Find the line with "if self.selected_site == selection" in the records below. Copy it and every line after it, up to and including the line with "self.payload_range = range;".
....
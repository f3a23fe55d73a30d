use crate::charts::{self, PieSpec, ScatterSpec};
use crate::color::ColorMap;
use crate::data::filter::{PayloadRange, SiteSelection};
use crate::data::model::LaunchDataset;

// ---------------------------------------------------------------------------
// Application state
// ---------------------------------------------------------------------------

/// The full UI state, independent of rendering.
///
/// The dataset is loaded once before the window opens and never changes;
/// everything else derives from it plus the two control values. The chart
/// specifications are cached and recomputed only when the control feeding
/// them changes.
pub struct AppState {
    /// Loaded dataset, read-only for the lifetime of the process.
    pub dataset: LaunchDataset,

    /// Current site dropdown value.
    pub selected_site: SiteSelection,

    /// Current payload slider window.
    pub payload_range: PayloadRange,

    /// Booster category colours, fixed at startup.
    pub color_map: ColorMap,

    /// Pie specification for the current site selection (cached).
    pub pie: PieSpec,

    /// Scatter specification for the current selection (cached).
    pub scatter: ScatterSpec,
}

impl AppState {
    /// Build the initial state: all sites selected, payload window spanning
    /// the dataset's payload extent (the whole domain when no records exist).
    pub fn new(dataset: LaunchDataset) -> Self {
        let color_map = ColorMap::new(&dataset.booster_categories);
        let selected_site = SiteSelection::All;
        let payload_range = dataset
            .payload_extent()
            .map(|(min, max)| PayloadRange::new(min, max))
            .unwrap_or_else(PayloadRange::full);

        let pie = charts::success_pie(&dataset, &selected_site);
        let scatter = charts::payload_scatter(&dataset, &selected_site, &payload_range);

        AppState {
            dataset,
            selected_site,
            payload_range,
            color_map,
            pie,
            scatter,
        }
    }

    /// Change the site selection; both charts depend on it.
    pub fn select_site(&mut self, selection: SiteSelection) {
        if self.selected_site == selection {
            return;
        }
        self.selected_site = selection;
        self.refresh_pie();
        self.refresh_scatter();
    }

    /// Change the payload window; only the scatter chart depends on it.
    pub fn set_payload_range(&mut self, a: f64, b: f64) {
        let range = PayloadRange::new(a, b);
        if self.payload_range == range {
            return;
        }
        self.payload_range = range;
        self.refresh_scatter();
    }

    fn refresh_pie(&mut self) {
        self.pie = charts::success_pie(&self.dataset, &self.selected_site);
    }

    fn refresh_scatter(&mut self) {
        self.scatter =
            charts::payload_scatter(&self.dataset, &self.selected_site, &self.payload_range);
    }
}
....
### Task response:
        if self.selected_site == selection {
            return;
        }
        self.selected_site = selection;
        self.refresh_pie();
        self.refresh_scatter();
    }

    /// Change the payload window; only the scatter chart depends on it.
    pub fn set_payload_range(&mut self, a: f64, b: f64) {
        let range = PayloadRange::new(a, b);
        if self.payload_range == range {
            return;
        }
        self.payload_range = range;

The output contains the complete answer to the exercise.